Une colère sourde monte.
« Quand ça pète, chacun retourne chez les siens », lâche Rachid.
David serre les poings. Il aimerait lui refaire le portrait. Mais il se retient. Le prix serait trop lourd. Pour lui. Pour sa famille.
Jean regarde Lorelei et Rachid.
« Merci. »
Un mot simple.
« On reste ensemble. Quoi qu’il en coûte. »
Dans l’agora santossienne, on se concerte, on évalue, on réfléchit. Les premiers pas ont été franchis, mais les doutes reprennent vite António. Il pense à son audition au commissariat. Il les imagine capables de tout. À force de repasser les événements, il se sent impuissant. L’idée s’impose peu à peu : face à la machine, ils ne pèsent pas grand-chose.

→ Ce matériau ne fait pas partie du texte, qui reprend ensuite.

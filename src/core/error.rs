//! Error types for multibox operations.
//!
//! Only building an envelope (and parsing key or envelope material) can fail
//! with an error. Opening an envelope never does: a key that opens nothing, a
//! `max` mismatch and a tampered envelope all collapse into `None`, so that
//! callers cannot be turned into a membership or integrity oracle.

use thiserror::Error;

/// Errors that can occur when building envelopes or parsing key material.
#[derive(Debug, Error)]
pub enum MultiboxError {
    /// The capacity limit is outside `1..=255`.
    #[error("Invalid capacity {max}: must be between 1 and 255")]
    InvalidConfig {
        /// The rejected value.
        max: i64,
    },

    /// More recipients were requested than the capacity limit allows.
    #[error("Too many recipients: {count} exceeds the maximum of {max}")]
    CapacityExceeded {
        /// Asymmetric and symmetric recipients combined.
        count: usize,
        /// The capacity limit in force.
        max: u8,
    },

    /// The key material is invalid (wrong size, low-order point).
    #[error("Invalid key material")]
    InvalidKey,

    /// The envelope is too short to hold a nonce, an ephemeral key and a body tag.
    #[error("Invalid envelope format")]
    InvalidFormat,

    /// Base64 decoding error.
    #[error("Base64 decode error: {0}")]
    Base64Decode(#[from] base64::DecodeError),

    /// The random source or the AEAD failed.
    /// Intentionally vague for security.
    #[error("Cryptographic operation failed")]
    CryptoError,
}

/// Result type alias for multibox operations.
pub type MultiboxResult<T> = Result<T, MultiboxError>;

#[cfg(test)]
mod tests {
    use super::*;

    #[test]
    fn test_error_display() {
        let err = MultiboxError::InvalidConfig { max: 256 };
        assert_eq!(err.to_string(), "Invalid capacity 256: must be between 1 and 255");

        let err = MultiboxError::InvalidConfig { max: -1 };
        assert_eq!(err.to_string(), "Invalid capacity -1: must be between 1 and 255");

        let err = MultiboxError::CapacityExceeded { count: 16, max: 7 };
        assert_eq!(err.to_string(), "Too many recipients: 16 exceeds the maximum of 7");

        let err = MultiboxError::InvalidKey;
        assert_eq!(err.to_string(), "Invalid key material");

        let err = MultiboxError::InvalidFormat;
        assert_eq!(err.to_string(), "Invalid envelope format");

        let err = MultiboxError::CryptoError;
        assert_eq!(err.to_string(), "Cryptographic operation failed");
    }

    #[test]
    fn test_base64_error_converts() {
        use base64::prelude::*;

        let decode_err = BASE64_STANDARD.decode("!!!").err();
        assert!(decode_err.is_some());
        if let Some(e) = decode_err {
            let err = MultiboxError::from(e);
            assert!(matches!(err, MultiboxError::Base64Decode(_)));
            assert!(err.to_string().starts_with("Base64 decode error"));
        }
    }

    #[test]
    fn test_error_debug() {
        let err = MultiboxError::CapacityExceeded { count: 9, max: 8 };
        let debug_str = format!("{err:?}");
        assert!(debug_str.contains("CapacityExceeded"));
        assert!(debug_str.contains("count: 9"));
    }
}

Son regard tombe. Maria s’approche et le prend dans ses bras. Le geste est simple. Ils tiennent.
Deux jours passent. Puis le téléphone sonne.
Maria décroche.
« Madame Santos, l’article est lancé. »
Elle reste immobile, puis repose lentement le combiné.
« Ça y est… c’est parti. »
António s’approche et lui prend tendrement les bras.

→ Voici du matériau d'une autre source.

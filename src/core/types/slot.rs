//! Slot contents and the key material that unwraps them.

use core::fmt::{self, Debug};

use zeroize::Zeroize;

use crate::core::layout::{KEY_SIZE, SLOT_PLAINTEXT_SIZE};
use crate::core::types::{GroupKey, SecretKey};

/// A resolved slot: the envelope's recipient count and its session key.
///
/// Every slot of an envelope decrypts to the same `SlotKey`. Resolving it is
/// enough to prove membership; it can be kept and handed to
/// [`unseal_body`](crate::unseal_body) later without probing the slots again.
///
/// # Security
///
/// - The session key is zeroized on drop
/// - Debug output redacts the session key
/// - Equality comparison uses constant-time comparison
#[derive(Clone, Zeroize)]
#[zeroize(drop)]
pub struct SlotKey {
    count: u8,
    session_key: [u8; KEY_SIZE],
}

impl SlotKey {
    /// Creates a `SlotKey`, e.g. from a cached resolution.
    #[must_use]
    pub const fn new(count: u8, session_key: [u8; KEY_SIZE]) -> Self {
        Self { count, session_key }
    }

    /// Returns the number of recipients the envelope was built for.
    #[must_use]
    pub const fn count(&self) -> u8 {
        self.count
    }

    /// Returns the session key that seals the body.
    #[must_use]
    pub const fn session_key(&self) -> &[u8; KEY_SIZE] {
        &self.session_key
    }

    /// Encodes the slot plaintext: `count || session_key`.
    pub(crate) fn to_plaintext(&self) -> [u8; SLOT_PLAINTEXT_SIZE] {
        let mut plaintext = [0u8; SLOT_PLAINTEXT_SIZE];
        plaintext[0] = self.count;
        plaintext[1..].copy_from_slice(&self.session_key);
        plaintext
    }

    pub(crate) fn from_plaintext(plaintext: &[u8; SLOT_PLAINTEXT_SIZE]) -> Self {
        let mut session_key = [0u8; KEY_SIZE];
        session_key.copy_from_slice(&plaintext[1..]);
        Self::new(plaintext[0], session_key)
    }
}

impl Debug for SlotKey {
    fn fmt(&self, f: &mut fmt::Formatter<'_>) -> fmt::Result {
        f.debug_struct("SlotKey")
            .field("count", &self.count)
            .field("session_key", &"[REDACTED]")
            .finish()
    }
}

impl PartialEq for SlotKey {
    fn eq(&self, other: &Self) -> bool {
        use subtle::ConstantTimeEq;
        (self.count.ct_eq(&other.count) & self.session_key.ct_eq(&other.session_key)).into()
    }
}

impl Eq for SlotKey {}

/// The key a viewer holds when probing an envelope's slots.
#[derive(Debug, Clone, Copy)]
pub enum KeyMaterial<'a> {
    /// An X25519 secret key; the unwrap key is its shared secret with the
    /// envelope's ephemeral public key.
    Secret(&'a SecretKey),
    /// A pre-shared group key, used as the unwrap key unchanged.
    Group(&'a GroupKey),
}

impl<'a> From<&'a SecretKey> for KeyMaterial<'a> {
    fn from(key: &'a SecretKey) -> Self {
        Self::Secret(key)
    }
}

impl<'a> From<&'a GroupKey> for KeyMaterial<'a> {
    fn from(key: &'a GroupKey) -> Self {
        Self::Group(key)
    }
}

«Então tem que ser… há de acreditar. — Alors il faut y croire.»
Maria le regarde.
« Et si ça ne marche pas ? Qu’est-ce qu’on va devenir ? Credo, Deus nos livre… — Que Dieu nous protège…»
Elle s’assoit.
António appelle les enfants.
« Meninos. — Les enfants. »
Ils se rapprochent.
« Bientôt, on va parler de nous. Vous allez affronter le regard des autres. Mais soyez fiers.
Nous, on saura toujours de quel côté on est. »
Jean n’y avait pas pensé. Quand il a parlé, il ne voyait que la vérité. Maintenant, il imagine les regards, les murmures, les doigts pointés.
Puis une image revient : son grand-père, au Portugal, la voix lente et forte, parlant de liberté et de la révolution des Œillets.
Il avait raconté cette nuit-là, dans sa caserne de Lisbonne. La radio avait craché Grândola, Vila Morena. Personne ne parlait. Les soldats, pour la plupart très jeunes, restaient là, partagés entre la peur et la soif de liberté.
Son grand-père, lui, avait fait son choix. Il ne fallait plus obéir. Il avait fermé les portes aux hommes du régime et les avait ouvertes à ceux d’avril.
Jean relève la tête.
Lutter, c’était donc cela aussi : choisir le moment où l’on cesse d’avoir peur.